Derzeit findet der Bundesparteitag der Sozialdemokraten in Berlin statt. Obwohl es seit kurzem eine neue SPD-Führung gibt, sackt die Partei in aktuellen Umfragen weiter ab.

Berlin. – Aktuellen Umfragen zufolge befindet sich die Partei derzeit bei etwa elf Prozent. Das Meinungsforschungsinstitut Forsa erhob für das n‑tv-Trendbarometer die aktuellen Umfragewerte unter 2.502 Befragten zwischen dem 2. und 6. Dezember.
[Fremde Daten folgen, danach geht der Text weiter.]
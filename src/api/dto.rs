//! Wire representations. Server ids are `i64`; an absent or zero id means
//! the record has not been created remotely.

use chrono::{NaiveDate, Utc};
use serde::{Deserialize, Serialize};
use uuid::Uuid;

use crate::models::{
    Animal, Category, DashboardKpis, HealthStatus, ParentRef, Sex, Vaccine, VaccineType,
};

fn default_active() -> bool {
    true
}

#[derive(Debug, Clone, PartialEq, Serialize, Deserialize)]
pub struct AnimalDto {
    #[serde(default, skip_serializing_if = "Option::is_none")]
    pub id: Option<i64>,
    pub tag: String,
    #[serde(default)]
    pub breed: String,
    pub sex: Sex,
    pub category: Category,
    #[serde(default)]
    pub birth_date: Option<NaiveDate>,
    #[serde(default)]
    pub intake_date: Option<NaiveDate>,
    #[serde(default)]
    pub weight_kg: Option<f64>,
    #[serde(default)]
    pub health_status: HealthStatus,
    #[serde(default)]
    pub notes: String,
    #[serde(default)]
    pub mother_id: Option<i64>,
    #[serde(default)]
    pub mother_tag: Option<String>,
    #[serde(default)]
    pub father_id: Option<i64>,
    #[serde(default)]
    pub father_tag: Option<String>,
    #[serde(default = "default_active")]
    pub active: bool,
}

impl AnimalDto {
    /// Builds the upload payload. Parent server ids are passed in because
    /// only the store knows them.
    pub fn from_animal(animal: &Animal, mother_id: Option<i64>, father_id: Option<i64>) -> Self {
        Self {
            id: animal.server_id,
            tag: animal.tag.clone(),
            breed: animal.breed.clone(),
            sex: animal.sex,
            category: animal.category,
            birth_date: animal.birth_date,
            intake_date: animal.intake_date,
            weight_kg: animal.weight_kg,
            health_status: animal.health_status,
            notes: animal.notes.clone(),
            mother_id,
            mother_tag: animal.mother.as_ref().map(|p| p.tag.clone()),
            father_id,
            father_tag: animal.father.as_ref().map(|p| p.tag.clone()),
            active: animal.active,
        }
    }

    pub fn server_id(&self) -> Option<i64> {
        self.id.filter(|id| *id > 0)
    }

    /// Converts a remote record into a synchronized local record.
    pub fn into_animal(
        self,
        local_id: Uuid,
        mother: Option<ParentRef>,
        father: Option<ParentRef>,
    ) -> Animal {
        let now = Utc::now();
        Animal {
            id: local_id,
            server_id: self.server_id(),
            tag: self.tag,
            breed: self.breed,
            sex: self.sex,
            category: self.category,
            birth_date: self.birth_date,
            intake_date: self.intake_date,
            weight_kg: self.weight_kg,
            health_status: self.health_status,
            notes: self.notes,
            mother,
            father,
            synchronized: true,
            active: self.active,
            created_at: now,
            updated_at: now,
        }
    }
}

#[derive(Debug, Clone, PartialEq, Serialize, Deserialize)]
pub struct VaccineDto {
    #[serde(default, skip_serializing_if = "Option::is_none")]
    pub id: Option<i64>,
    pub animal_id: i64,
    pub name: String,
    pub applied_on: NaiveDate,
    #[serde(default)]
    pub dose: Option<String>,
    #[serde(default)]
    pub lot: Option<String>,
    #[serde(default)]
    pub veterinarian: Option<String>,
    #[serde(default)]
    pub next_dose_on: Option<NaiveDate>,
    #[serde(default)]
    pub notes: Option<String>,
    #[serde(default = "default_active")]
    pub active: bool,
}

impl VaccineDto {
    pub fn from_vaccine(vaccine: &Vaccine, animal_server_id: i64) -> Self {
        Self {
            id: vaccine.server_id,
            animal_id: animal_server_id,
            name: vaccine.name.clone(),
            applied_on: vaccine.applied_on,
            dose: vaccine.dose.clone(),
            lot: vaccine.lot.clone(),
            veterinarian: vaccine.veterinarian.clone(),
            next_dose_on: vaccine.next_dose_on,
            notes: vaccine.notes.clone(),
            active: vaccine.active,
        }
    }

    pub fn server_id(&self) -> Option<i64> {
        self.id.filter(|id| *id > 0)
    }

    pub fn into_vaccine(self, local_id: Uuid, animal_id: Uuid) -> Vaccine {
        let now = Utc::now();
        Vaccine {
            id: local_id,
            server_id: self.server_id(),
            animal_id,
            name: self.name,
            applied_on: self.applied_on,
            dose: self.dose,
            lot: self.lot,
            veterinarian: self.veterinarian,
            next_dose_on: self.next_dose_on,
            notes: self.notes,
            synchronized: true,
            active: self.active,
            created_at: now,
            updated_at: now,
        }
    }
}

#[derive(Debug, Clone, PartialEq, Serialize, Deserialize)]
pub struct KpiDto {
    pub total_animals: i64,
    pub average_weight: f64,
    pub males: i64,
    pub females: i64,
    pub in_treatment: i64,
}

impl KpiDto {
    pub fn into_kpis(self) -> DashboardKpis {
        DashboardKpis {
            total_animals: self.total_animals,
            average_weight: self.average_weight,
            males: self.males,
            females: self.females,
            in_treatment: self.in_treatment,
            updated_at: Utc::now(),
        }
    }
}

impl From<&DashboardKpis> for KpiDto {
    fn from(kpis: &DashboardKpis) -> Self {
        Self {
            total_animals: kpis.total_animals,
            average_weight: kpis.average_weight,
            males: kpis.males,
            females: kpis.females,
            in_treatment: kpis.in_treatment,
        }
    }
}

#[derive(Debug, Clone, PartialEq, Eq, Serialize, Deserialize)]
pub struct VaccineTypeDto {
    pub name: String,
}

impl From<&VaccineType> for VaccineTypeDto {
    fn from(entry: &VaccineType) -> Self {
        Self {
            name: entry.name.clone(),
        }
    }
}
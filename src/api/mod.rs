//! Remote HTTP API consumed by the sync coordinator.
//!
//! Every response is wrapped in an [`ApiResponse`] envelope. A non-2xx status
//! or `success == false` is a rejection; anything that fails before a status
//! arrives is a transport error.

mod client;
mod dto;
#[cfg(test)]
pub(crate) mod fake;

pub use client::ApiClient;
pub use dto::{AnimalDto, KpiDto, VaccineDto, VaccineTypeDto};

use serde::{Deserialize, Serialize};
use std::future::Future;
use std::sync::Arc;
use thiserror::Error;

/// Envelope returned by every endpoint.
#[derive(Debug, Clone, Serialize, Deserialize)]
pub struct ApiResponse<T> {
    pub success: bool,
    pub data: Option<T>,
    #[serde(default, skip_serializing_if = "Option::is_none")]
    pub message: Option<String>,
}

impl<T> ApiResponse<T> {
    pub fn ok(data: T) -> Self {
        Self {
            success: true,
            data: Some(data),
            message: None,
        }
    }

    pub fn error(message: impl Into<String>) -> Self {
        Self {
            success: false,
            data: None,
            message: Some(message.into()),
        }
    }

    /// Unwraps the payload, turning an application-level failure into
    /// [`ApiError::Rejected`].
    pub fn into_result(self, status: u16) -> Result<T, ApiError> {
        if !self.success {
            return Err(ApiError::Rejected {
                status,
                message: self
                    .message
                    .unwrap_or_else(|| "request failed".to_string()),
            });
        }
        self.data
            .ok_or_else(|| ApiError::Decode("response envelope has no payload".to_string()))
    }
}

#[derive(Debug, Error)]
pub enum ApiError {
    #[error("Remote API not configured. Set api.base_url in the config file or HERD_API_URL.")]
    NotConfigured,
    #[error("Server rejected request ({status}): {message}")]
    Rejected { status: u16, message: String },
    #[error("Transport error: {0}")]
    Transport(String),
    #[error("Malformed response: {0}")]
    Decode(String),
}

/// Operations the sync coordinator needs from the remote system.
pub trait RemoteApi: Send + Sync {
    fn list_animals(&self) -> impl Future<Output = Result<Vec<AnimalDto>, ApiError>> + Send;

    fn create_animal(
        &self,
        animal: &AnimalDto,
    ) -> impl Future<Output = Result<AnimalDto, ApiError>> + Send;

    fn update_animal(
        &self,
        server_id: i64,
        animal: &AnimalDto,
    ) -> impl Future<Output = Result<AnimalDto, ApiError>> + Send;

    fn list_vaccines(&self) -> impl Future<Output = Result<Vec<VaccineDto>, ApiError>> + Send;

    fn create_vaccine(
        &self,
        vaccine: &VaccineDto,
    ) -> impl Future<Output = Result<VaccineDto, ApiError>> + Send;

    fn update_vaccine(
        &self,
        server_id: i64,
        vaccine: &VaccineDto,
    ) -> impl Future<Output = Result<VaccineDto, ApiError>> + Send;

    fn fetch_kpis(&self) -> impl Future<Output = Result<KpiDto, ApiError>> + Send;

    fn list_vaccine_types(
        &self,
    ) -> impl Future<Output = Result<Vec<VaccineTypeDto>, ApiError>> + Send;

    fn upload_vaccine_types(
        &self,
        types: &[VaccineTypeDto],
    ) -> impl Future<Output = Result<Vec<VaccineTypeDto>, ApiError>> + Send;
}

impl<T: RemoteApi> RemoteApi for Arc<T> {
    async fn list_animals(&self) -> Result<Vec<AnimalDto>, ApiError> {
        (**self).list_animals().await
    }

    async fn create_animal(&self, animal: &AnimalDto) -> Result<AnimalDto, ApiError> {
        (**self).create_animal(animal).await
    }

    async fn update_animal(&self, server_id: i64, animal: &AnimalDto) -> Result<AnimalDto, ApiError> {
        (**self).update_animal(server_id, animal).await
    }

    async fn list_vaccines(&self) -> Result<Vec<VaccineDto>, ApiError> {
        (**self).list_vaccines().await
    }

    async fn create_vaccine(&self, vaccine: &VaccineDto) -> Result<VaccineDto, ApiError> {
        (**self).create_vaccine(vaccine).await
    }

    async fn update_vaccine(
        &self,
        server_id: i64,
        vaccine: &VaccineDto,
    ) -> Result<VaccineDto, ApiError> {
        (**self).update_vaccine(server_id, vaccine).await
    }

    async fn fetch_kpis(&self) -> Result<KpiDto, ApiError> {
        (**self).fetch_kpis().await
    }

    async fn list_vaccine_types(&self) -> Result<Vec<VaccineTypeDto>, ApiError> {
        (**self).list_vaccine_types().await
    }

    async fn upload_vaccine_types(
        &self,
        types: &[VaccineTypeDto],
    ) -> Result<Vec<VaccineTypeDto>, ApiError> {
        (**self).upload_vaccine_types(types).await
    }
}
use clap::{Args, Subcommand};

use super::OutputFormat;
use herdbook::config::Config;

#[derive(Args)]
pub struct ConfigCommand {
    #[command(subcommand)]
    pub command: ConfigSubcommand,
}

#[derive(Subcommand)]
pub enum ConfigSubcommand {
    /// Show current configuration values
    Show {
        /// Output format
        #[arg(long, short, value_enum, default_value = "text")]
        format: OutputFormat,
    },
}

impl ConfigCommand {
    pub fn run(&self, config: &Config) -> Result<(), Box<dyn std::error::Error>> {
        match &self.command {
            ConfigSubcommand::Show { format } => {
                match format {
                    OutputFormat::Json => {
                        println!("{}", serde_json::to_string_pretty(config)?);
                    }
                    OutputFormat::Text => {
                        println!("Configuration");
                        println!("=============\n");

                        if let Some(path) = &config.config_file {
                            println!("Config file: {}", path.display());
                        } else {
                            println!(
                                "Config file: {} (not found)",
                                Config::default_config_path().display()
                            );
                        }
                        println!();

                        println!("database_path: {}", config.database_path.value.display());
                        println!("  source: {}", config.database_path.source);
                        println!();

                        println!(
                            "api.base_url: {}",
                            config.api.base_url.as_deref().unwrap_or("(not set)")
                        );
                        println!(
                            "api.token: {}",
                            if config.api.token.is_some() { "(set)" } else { "(not set)" }
                        );
                        println!("api.timeout_secs: {}", config.api.timeout_secs);
                        println!();

                        println!("sync.auto_sync: {}", config.sync.auto_sync);
                        println!("sync.interval_secs: {}", config.sync.interval_secs);
                        println!("sync.retry_backoff_secs: {}", config.sync.retry_backoff_secs);
                    }
                }
                Ok(())
            }
        }
    }
}
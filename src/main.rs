use clap::{Parser, Subcommand};
use std::path::PathBuf;
use tracing_subscriber::{layer::SubscriberExt, util::SubscriberInitExt};

mod commands;

use commands::{
    build_coordinator, AnimalCommand, AnimalSubcommand, CatalogCommand, CatalogSubcommand,
    ConfigCommand, DashboardCommand, SyncCommand, VaccineCommand, VaccineSubcommand,
};
use herdbook::config::Config;
use herdbook::db::init_db;
use herdbook::inventory::Inventory;
use herdbook::sync::try_auto_sync;

#[derive(Parser)]
#[command(name = "herd")]
#[command(version)]
#[command(about = "Livestock inventory with offline-first sync", long_about = None)]
struct Cli {
    /// Path to config file
    #[arg(long, short, global = true)]
    config: Option<PathBuf>,

    #[command(subcommand)]
    command: Option<Commands>,
}

#[derive(Subcommand)]
enum Commands {
    /// Manage animals
    Animal(AnimalCommand),

    /// Record and list vaccinations
    Vaccine(VaccineCommand),

    /// Manage the vaccine catalog
    Catalog(CatalogCommand),

    /// Show herd KPIs
    Dashboard(DashboardCommand),

    /// Synchronize with the remote API
    Sync(SyncCommand),

    /// Manage configuration
    Config(ConfigCommand),
}

#[tokio::main]
async fn main() {
    tracing_subscriber::registry()
        .with(
            tracing_subscriber::EnvFilter::try_from_default_env()
                .unwrap_or_else(|_| "herdbook=warn".into()),
        )
        .with(tracing_subscriber::fmt::layer().with_writer(std::io::stderr))
        .init();

    if let Err(e) = run().await {
        eprintln!("Error: {}", e);
        std::process::exit(1);
    }
}

async fn run() -> Result<(), Box<dyn std::error::Error>> {
    let cli = Cli::parse();

    let config = Config::load(cli.config)?;

    let Some(command) = cli.command else {
        println!("Use --help to see available commands");
        return Ok(());
    };

    if let Commands::Config(cmd) = &command {
        return cmd.run(&config);
    }

    let pool = init_db(&config.database_path.value).await?;
    let coordinator = build_coordinator(&pool, &config).ok();

    // Auto-sync BEFORE read commands
    if is_read_command(&command) {
        if let Some(coordinator) = &coordinator {
            try_auto_sync(&config.sync, coordinator).await;
        }
    }

    let inventory = Inventory::new(pool.clone());
    let result = match &command {
        Commands::Animal(cmd) => cmd.run(&inventory).await,
        Commands::Vaccine(cmd) => cmd.run(&inventory).await,
        Commands::Catalog(cmd) => cmd.run(&inventory).await,
        Commands::Dashboard(cmd) => cmd.run(&pool, &config).await,
        Commands::Sync(cmd) => cmd.run(&pool, &config).await,
        Commands::Config(_) => Ok(()),
    };

    // Auto-sync AFTER write commands (only if command succeeded)
    if result.is_ok() && is_write_command(&command) {
        if let Some(coordinator) = &coordinator {
            try_auto_sync(&config.sync, coordinator).await;
        }
    }

    result
}

/// Returns true if the command is a read operation that should sync before execution.
fn is_read_command(cmd: &Commands) -> bool {
    matches!(
        cmd,
        Commands::Animal(a) if matches!(a.command,
            AnimalSubcommand::List { .. } | AnimalSubcommand::Show { .. })
    ) || matches!(
        cmd,
        Commands::Vaccine(v) if matches!(v.command, VaccineSubcommand::List { .. })
    ) || matches!(
        cmd,
        Commands::Catalog(c) if matches!(c.command, CatalogSubcommand::List)
    )
}

/// Returns true if the command is a write operation that should sync after execution.
fn is_write_command(cmd: &Commands) -> bool {
    matches!(
        cmd,
        Commands::Animal(a) if matches!(a.command,
            AnimalSubcommand::Add { .. }
            | AnimalSubcommand::Update { .. }
            | AnimalSubcommand::Delete { .. }
            | AnimalSubcommand::Restore { .. })
    ) || matches!(
        cmd,
        Commands::Vaccine(v) if matches!(v.command,
            VaccineSubcommand::Add { .. }
            | VaccineSubcommand::Delete { .. }
            | VaccineSubcommand::Restore { .. })
    ) || matches!(
        cmd,
        Commands::Catalog(c) if matches!(c.command, CatalogSubcommand::Add { .. })
    )
}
Schlechtester Wert seit Juni

Kamen die Sozialdemokraten in der letzten Woche noch auf 14 Prozent, würden sie aktuell lediglich elf Prozent der Wählerstimmen erhalten. Die Partei hat somit nicht nur einen Verlust von drei Prozent zu verzeichnen, sondern befindet sich auch auf dem schlechtesten Stand seit Mitte Juni, wie die Welt berichtet.

Unlängst wurden Saskia Esken und Norbert Walter-Borjans an die Spitze der SPD gewählt. Beide stehen für einen eher GroKo-kritischen Kurs. Auch ihnen gelingt es damit aber vorerst nicht, die Abwärtsspirale der Roten zu stoppen. Zum Vergleich: Bereits das Ergebnis der letzten Bundestagswahl (20,5 Prozent) war das schlechteste seit Gründung der Bundesrepublik.

AfD profitiert von Verlust der SPD

Die Alternative für Deutschland kann bei der aktuellen Umfrage vom Verlust der Sozialdemokraten profitieren. Wie n‑tv berichtet, gewinnt die Partei einen Prozentpunkt hinzu und steht somit derzeit bei 14 Prozent. Während die Grünen sowie die Linken bei den Umfragewerten stagnieren, gewinnen die Union und die FDP ebenfalls einen Punkt hinzu und stehen somit bei 28 und neun Prozent. 

Der Bundesparteitag der Sozialdemokraten wird seit Freitag in Berlin abgehalten. Geklärt werden sollen unter anderem der Umgang mit Hartz IV sowie der aktuellen Regierungssituation.